9. Mr. Mohanty in vain challenged the finding of the courts below that defendant No. 1 is not the adopted son of Gouranga. In Ext 15 (a), the relevant entry in respect of defendant No. 1's service hook in the Board of Revenue, he is shown as the son of Bhikari Charan Das, his natural father. That entry shows that defendant No. 1 was appointed in service on 24-8-60, i.e. only after 2 1/2 months of the alleged adoption. If the fact of adoption was correct, then in that entry defendant No. 1 would not have beenshown as the son of Bhikari Charan Das. That entry was certainly made on the declaration made by defendant No. 1 while he was appointed in Government service. That entry is a very strong piece of evidence to discard the case of adoption put forward by defendant No. 1. The defendant has not produced any documentary evidence to nullify the effect of Ext. 15 (a). Though this defendant stated that he has been described as the son of his adoptive father in the voters' list and in certain sale deeds and applications before the Sarpanch, he did not produce any of these documents. The oral evidence of D. Ws. 1, 2 and 4 regarding adoption has been rightly disbelieved by both the courts below. D- W. 1 admitted that she did not go to the temple where the alleged adoption ceremony took place. It was stated that quite a number of persons of the neighbouring villages were present at the time of the adoption, but none of those persons was examined in this case. The finding of adoption, which is a finding of fact, is based on proper consideration of the relevant evidence on record, and Mr. Mohanty has not been able to show any convincing reason to unsettle the said finding of fact in this second appeal. Hence the said, finding is confirmed.

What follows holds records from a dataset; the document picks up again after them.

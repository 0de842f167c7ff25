//! Settlement (get-bet) reward verification
//!
//! A settlement transaction spends escrowed wager outputs. For every input
//! the redeem script's argument and bound block tag are re-derived, the
//! wager's descriptor segment is looked up in the spent transaction, and the
//! script-encoded reward must equal the policy reward for that segment. The
//! transaction's declared outputs are then bounded by the accumulated reward.

use tracing::{debug, warn};

use crate::block::block_hash_tag;
use crate::chain::{ChainView, ConfirmedTransaction};
use crate::config::{GameParams, Rule};
use crate::descriptor::extract_descriptor;
use crate::economic::{calculate_fee, checked_add, checked_payout, money_range};
use crate::error::{ConsensusError, Result};
use crate::policy::Policies;
use crate::script::{match_bet_script, script_argument, script_block_tag};
use crate::transaction::is_make_bet_tx;
use crate::types::*;

/// Per-input verification result
#[derive(Debug, Clone, PartialEq, Eq)]
pub struct RewardRecord {
    pub input_index: usize,
    /// Argument encoded in the redeem script
    pub argument: u32,
    /// Argument the reward policy derives from the wager's descriptor
    pub descriptor_argument: u32,
    pub bets_encoded: usize,
    pub bet_numbers: BetNumbers,
    /// `argument / bets_encoded`
    pub script_reward: u32,
    /// Value of the spent wager output
    pub amount: Amount,
    /// The descriptor argument yields a different reward than the script
    /// argument. Recorded, not rejected.
    pub argument_divergence: bool,
}

/// Whole-transaction verification result
#[derive(Debug, Clone, Default, PartialEq, Eq)]
pub struct SettlementReport {
    pub fee: Amount,
    pub total_reward: Amount,
    pub input_sum: Amount,
    pub records: Vec<RewardRecord>,
}

impl SettlementReport {
    pub fn has_divergence(&self) -> bool {
        self.records.iter().any(|r| r.argument_divergence)
    }
}

/// Verify one settlement input against the wager transaction it spends.
pub fn verify_bet_input(
    height: Natural,
    tx: &Transaction,
    input_index: usize,
    prev: &ConfirmedTransaction,
    policies: &Policies<'_>,
    params: &GameParams,
) -> Result<RewardRecord> {
    let input = tx.inputs.get(input_index).ok_or_else(|| {
        ConsensusError::Reference(format!("input {} out of range", input_index))
    })?;

    if !is_make_bet_tx(&prev.tx, params.make_bet_indicator) {
        return Err(ConsensusError::BetFormat(format!(
            "spent transaction version {} is not a wager",
            prev.tx.version
        )));
    }

    // bind the wager to the block that mined it
    let argument = script_argument(&input.script_sig)?;
    let expected_tag = policies
        .combiner
        .combine(argument, block_hash_tag(&prev.block_hash));
    let script_tag = script_block_tag(&input.script_sig)?;
    if expected_tag != script_tag {
        return Err(ConsensusError::BetFormat(format!(
            "blockhash mismatch: script 0x{:08x}, chain 0x{:08x}",
            script_tag, expected_tag
        )));
    }

    let carrier = extract_descriptor(&prev.tx)?;
    let descriptor_argument = policies
        .reward
        .descriptor_argument(&carrier.descriptor, params.max_reward)?;

    let out_index = input.prevout.index as usize;
    let segment = carrier.descriptor.segment(out_index).ok_or_else(|| {
        ConsensusError::Descriptor(format!(
            "no bet segment for output {} in '{}'",
            out_index, carrier.descriptor
        ))
    })?;

    let op_return_reward = policies.reward.reward(segment, argument);

    let bet = match_bet_script(&input.script_sig)?;
    let script_reward = argument / bet.bets_encoded as u32;
    if op_return_reward != script_reward {
        return Err(ConsensusError::EconomicValidation(format!(
            "opReturnReward {} != scriptReward {}",
            op_return_reward, script_reward
        )));
    }

    if !policies
        .pattern
        .matches(height, &params.activation, segment, &bet.numbers)
    {
        return Err(ConsensusError::BetFormat(format!(
            "numbers {:?} do not match bet '{}'",
            bet.numbers, segment
        )));
    }

    if op_return_reward > params.max_reward || script_reward > params.max_reward {
        return Err(ConsensusError::EconomicValidation(format!(
            "reward {} exceeds maximum {}",
            script_reward, params.max_reward
        )));
    }

    let amount = prev
        .tx
        .outputs
        .get(out_index)
        .map(|output| output.value)
        .ok_or_else(|| {
            ConsensusError::Reference(format!("spent output {} does not exist", out_index))
        })?;

    let descriptor_reward = policies.reward.reward(segment, descriptor_argument);
    let argument_divergence = descriptor_reward != script_reward;
    if argument_divergence {
        warn!(
            input_index,
            argument,
            descriptor_argument,
            "descriptor argument diverges from script argument"
        );
    }

    Ok(RewardRecord {
        input_index,
        argument,
        descriptor_argument,
        bets_encoded: bet.bets_encoded,
        bet_numbers: bet.numbers,
        script_reward,
        amount,
        argument_divergence,
    })
}

/// Verify every input of a settlement transaction and bound its outputs.
///
/// `declared_in` and `declared_out` are the input and output totals the
/// ledger computed for `tx`.
pub fn verify_settlement(
    height: Natural,
    tx: &Transaction,
    declared_in: Amount,
    declared_out: Amount,
    chain: &dyn ChainView,
    policies: &Policies<'_>,
    params: &GameParams,
) -> Result<SettlementReport> {
    let mut report = SettlementReport::default();

    for (idx, input) in tx.inputs.iter().enumerate() {
        let record = chain
            .confirmed_transaction(&input.prevout.hash)
            .and_then(|prev| verify_bet_input(height, tx, idx, &prev, policies, params))
            .map_err(|err| {
                warn!(input = idx, %err, "settlement input rejected");
                err
            })?;

        let payout = checked_payout(record.script_reward, record.amount)?;
        report.total_reward = checked_add(report.total_reward, payout)?;
        report.input_sum = checked_add(report.input_sum, record.amount)?;
        report.records.push(record);
    }

    if declared_in != report.input_sum {
        warn!(declared_in, input_sum = report.input_sum, "in != inputSum");
        return Err(ConsensusError::EconomicValidation(format!(
            "declared input {} != input sum {}",
            declared_in, report.input_sum
        )));
    }

    if !money_range(declared_out) || declared_out > params.max_payoff {
        warn!(declared_out, max_payoff = params.max_payoff, "out > maxPayoff");
        return Err(ConsensusError::EconomicValidation(format!(
            "declared output {} exceeds maximum payoff {}",
            declared_out, params.max_payoff
        )));
    }

    if declared_out > report.total_reward {
        warn!(declared_out, total_reward = report.total_reward, "out > totalReward");
        return Err(ConsensusError::EconomicValidation(format!(
            "declared output {} exceeds total reward {}",
            declared_out, report.total_reward
        )));
    }

    report.fee = calculate_fee(report.total_reward, declared_out)?;
    debug!(fee = report.fee, total_reward = report.total_reward, "settlement verified");
    Ok(report)
}

/// Height-gated settlement check returning the verdict and the fee.
///
/// Before settlement verification activates no check is performed and the
/// fee is zero.
pub fn check_settlement(
    height: Natural,
    tx: &Transaction,
    declared_in: Amount,
    declared_out: Amount,
    chain: &dyn ChainView,
    policies: &Policies<'_>,
    params: &GameParams,
) -> (ValidationResult, Amount) {
    if !params.is_active(Rule::GetBetNewVerify, height) {
        return (ValidationResult::Valid, 0);
    }
    match verify_settlement(height, tx, declared_in, declared_out, chain, policies, params) {
        Ok(report) => (ValidationResult::Valid, report.fee),
        Err(err) => (ValidationResult::Invalid(err), 0),
    }
}
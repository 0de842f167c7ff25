//! Ledger types borrowed by the games consensus checks

use serde::{Deserialize, Serialize};

use crate::error::ConsensusError;

/// Hash type: 256-bit hash, internal (little-endian) byte order
pub type Hash = [u8; 32];

/// Byte string type
pub type ByteString = Vec<u8>;

/// Natural number type, used for chain heights
pub type Natural = u64;

/// Monetary amount in base units
pub type Amount = i64;

/// Decoded wager numbers, innermost wager first
pub type BetNumbers = Vec<i32>;

/// OutPoint: 𝒪 = ℍ × ℕ
#[derive(Debug, Clone, PartialEq, Eq, Hash, PartialOrd, Ord, Serialize, Deserialize)]
pub struct OutPoint {
    pub hash: Hash,
    pub index: u32,
}

/// Transaction Input: ℐ = 𝒪 × 𝕊 × ℕ
#[derive(Debug, Clone, PartialEq, Eq, Serialize, Deserialize)]
pub struct TransactionInput {
    pub prevout: OutPoint,
    pub script_sig: ByteString,
    pub sequence: u32,
}

/// Transaction Output: 𝒯 = ℤ × 𝕊
#[derive(Debug, Clone, PartialEq, Eq, Serialize, Deserialize)]
pub struct TransactionOutput {
    pub value: Amount,
    pub script_pubkey: ByteString,
}

/// Transaction: 𝒯𝒳 = ℤ × ℐ* × 𝒯* × ℕ
///
/// The version is signed because wager placements are tagged by XOR-ing it
/// with a network indicator.
#[derive(Debug, Clone, PartialEq, Eq, Serialize, Deserialize)]
pub struct Transaction {
    pub version: i32,
    pub inputs: Vec<TransactionInput>,
    pub outputs: Vec<TransactionOutput>,
    pub lock_time: u32,
}

/// Block Header: ℋ = ℤ × ℍ × ℍ × ℕ × ℕ × ℕ
#[derive(Debug, Clone, PartialEq, Eq, Serialize, Deserialize)]
pub struct BlockHeader {
    pub version: i32,
    pub prev_block_hash: Hash,
    pub merkle_root: Hash,
    pub timestamp: u32,
    pub bits: u32,
    pub nonce: u32,
}

/// Block: ℬ = ℋ × 𝒯𝒳*
#[derive(Debug, Clone, PartialEq, Eq, Serialize, Deserialize)]
pub struct Block {
    pub header: BlockHeader,
    pub transactions: Vec<Transaction>,
}

/// Validation result
#[derive(Debug, Clone, PartialEq, Eq)]
pub enum ValidationResult {
    Valid,
    Invalid(ConsensusError),
}

impl ValidationResult {
    pub fn is_valid(&self) -> bool {
        matches!(self, ValidationResult::Valid)
    }

    /// The rejection reason, if any
    pub fn error(&self) -> Option<&ConsensusError> {
        match self {
            ValidationResult::Valid => None,
            ValidationResult::Invalid(err) => Some(err),
        }
    }
}

impl<T> From<crate::error::Result<T>> for ValidationResult {
    fn from(result: crate::error::Result<T>) -> Self {
        match result {
            Ok(_) => ValidationResult::Valid,
            Err(err) => ValidationResult::Invalid(err),
        }
    }
}
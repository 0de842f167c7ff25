//! Bounds-checked cursors over script bytes
//!
//! Both cursors express their position as an offset into the script. A
//! backward cursor's position is the exclusive end of the unread prefix, so
//! the two cursors meet when the backward position equals the forward one.

use crate::error::TemplateError;

/// One position of a byte template
#[derive(Debug, Clone, Copy, PartialEq, Eq)]
pub enum TemplateByte {
    Op(u8),
    Any,
}

impl TemplateByte {
    fn accepts(self, byte: u8) -> bool {
        match self {
            TemplateByte::Op(op) => op == byte,
            TemplateByte::Any => true,
        }
    }
}

/// Check `data` against `template` position by position.
///
/// `base` is the script offset of `data[0]`, used for error reporting.
pub fn match_template(
    data: &[u8],
    template: &[TemplateByte],
    base: usize,
) -> Result<(), TemplateError> {
    if data.len() < template.len() {
        return Err(TemplateError::OutOfBounds {
            needed: template.len(),
            available: data.len(),
        });
    }
    for (i, (&byte, &expected)) in data.iter().zip(template).enumerate() {
        if let TemplateByte::Op(op) = expected {
            if !expected.accepts(byte) {
                return Err(TemplateError::Mismatch {
                    offset: base + i,
                    expected: op,
                    found: byte,
                });
            }
        }
    }
    Ok(())
}

/// Cursor walking from the end of a script towards its start
#[derive(Debug, Clone)]
pub struct BackwardCursor<'a> {
    script: &'a [u8],
    pos: usize,
}

impl<'a> BackwardCursor<'a> {
    pub fn at_end(script: &'a [u8]) -> Self {
        Self { script, pos: script.len() }
    }

    pub fn position(&self) -> usize {
        self.pos
    }

    /// Consume the `n` bytes preceding the cursor.
    pub fn take(&mut self, n: usize) -> Result<&'a [u8], TemplateError> {
        if n > self.pos {
            return Err(TemplateError::OutOfBounds { needed: n, available: self.pos });
        }
        self.pos -= n;
        Ok(&self.script[self.pos..self.pos + n])
    }

    pub fn take_byte(&mut self) -> Result<u8, TemplateError> {
        Ok(self.take(1)?[0])
    }

    pub fn skip(&mut self, n: usize) -> Result<(), TemplateError> {
        self.take(n).map(|_| ())
    }

    pub fn expect_op(&mut self, op: u8) -> Result<(), TemplateError> {
        let offset = self.pos.saturating_sub(1);
        let found = self.take_byte()?;
        if found != op {
            return Err(TemplateError::Mismatch { offset, expected: op, found });
        }
        Ok(())
    }

    /// Consume `template.len()` bytes and match them against `template`.
    pub fn take_template(&mut self, template: &[TemplateByte]) -> Result<&'a [u8], TemplateError> {
        let data = self.take(template.len())?;
        match_template(data, template, self.pos)?;
        Ok(data)
    }

    pub fn take_i32_le(&mut self) -> Result<i32, TemplateError> {
        let bytes = self.take(4)?;
        Ok(i32::from_le_bytes([bytes[0], bytes[1], bytes[2], bytes[3]]))
    }
}

/// Cursor walking from the start of a script towards its end
#[derive(Debug, Clone)]
pub struct ForwardCursor<'a> {
    script: &'a [u8],
    pos: usize,
}

impl<'a> ForwardCursor<'a> {
    pub fn at_start(script: &'a [u8]) -> Self {
        Self { script, pos: 0 }
    }

    pub fn position(&self) -> usize {
        self.pos
    }

    pub fn remaining(&self) -> usize {
        self.script.len() - self.pos
    }

    pub fn peek_byte(&self) -> Result<u8, TemplateError> {
        self.script
            .get(self.pos)
            .copied()
            .ok_or(TemplateError::OutOfBounds { needed: 1, available: 0 })
    }

    pub fn take(&mut self, n: usize) -> Result<&'a [u8], TemplateError> {
        if n > self.remaining() {
            return Err(TemplateError::OutOfBounds { needed: n, available: self.remaining() });
        }
        let data = &self.script[self.pos..self.pos + n];
        self.pos += n;
        Ok(data)
    }

    pub fn take_byte(&mut self) -> Result<u8, TemplateError> {
        Ok(self.take(1)?[0])
    }

    pub fn skip(&mut self, n: usize) -> Result<(), TemplateError> {
        self.take(n).map(|_| ())
    }

    /// Skip one push whose length is given by a single leading byte.
    pub fn skip_short_push(&mut self) -> Result<(), TemplateError> {
        let len = self.take_byte()? as usize;
        self.skip(len)
    }
}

10. Mr. Mohanty faintly submitted that this suit is not maintainable as it was instituted by a number of plaintiffs who purchased specific lands under separate sale deeds, and they claim distinct interests in respect of separate portions of the suit property. In this connection Mr. Mohanty states that as all the plaintiffs cannot be said to be jointly interested in the subject matter or the cause of action of the suit, and the right to sue does not accrue out of a single transaction the suit has to be dismissed as not maintainable. There is absolutely no merit in this submission. The plaint case of purchase of the A schedule lands by plaintiffs 1 and 2 is not contested. Plaintiffs 3 to 10 purchased different portions of the suit B schedule property by different sale deeds, but all of them in this suit are interested in a declaration that the ex parte decree in T. S. No.52/64 was obtained by collusion, that defendant No. 1 is not the adopted son of Gouranga, and that he has no right, title or interest in Gouranga's property. All these plaintiffs havepurchased the property from defendant No. 3 and are jointly interested in setting aside the decree in T. S. No. 52/64. Only common questions of law and facts arise forconsideration in this suit. These plaintiffs have similar causes of action and they are jointly interested to get one decree against one and the same defendant. They therefore could rightly and legally unite their causes of action in the same suit, and the same is maintainable under the provisions of Order 1, Rule 1 and Order 2, Rule 3, C.P.C. Order 1, Rule 1. C.P.C. provides that--'All persons may be joined in one suit as plaintiffs where-
(a) any right to relief in respect of, or arising out of, the same act or transaction or series of acts or transactions is alleged to exist in such persons, whether jointly, severally or in the alternative; and
(b) it such persons brought separate suits, any common question of law or fact would arise.'
Order 2, Rule 3, C.P.C. inter alia provides that any of the plaintiffs having causes of action in which they are jointly interested against the same defendant or the same defendants jointly may unite such causes of action in the same suit. The institution of this suit by the plaintiffs clearly comes within the aforesaid provisions, and the above contention raised by Mr. Mohanty is entirely frivolous.
11. On the above discussions, considerations and conclusions I hold that this appeal is absolutely without any merit and is dismissed with costs.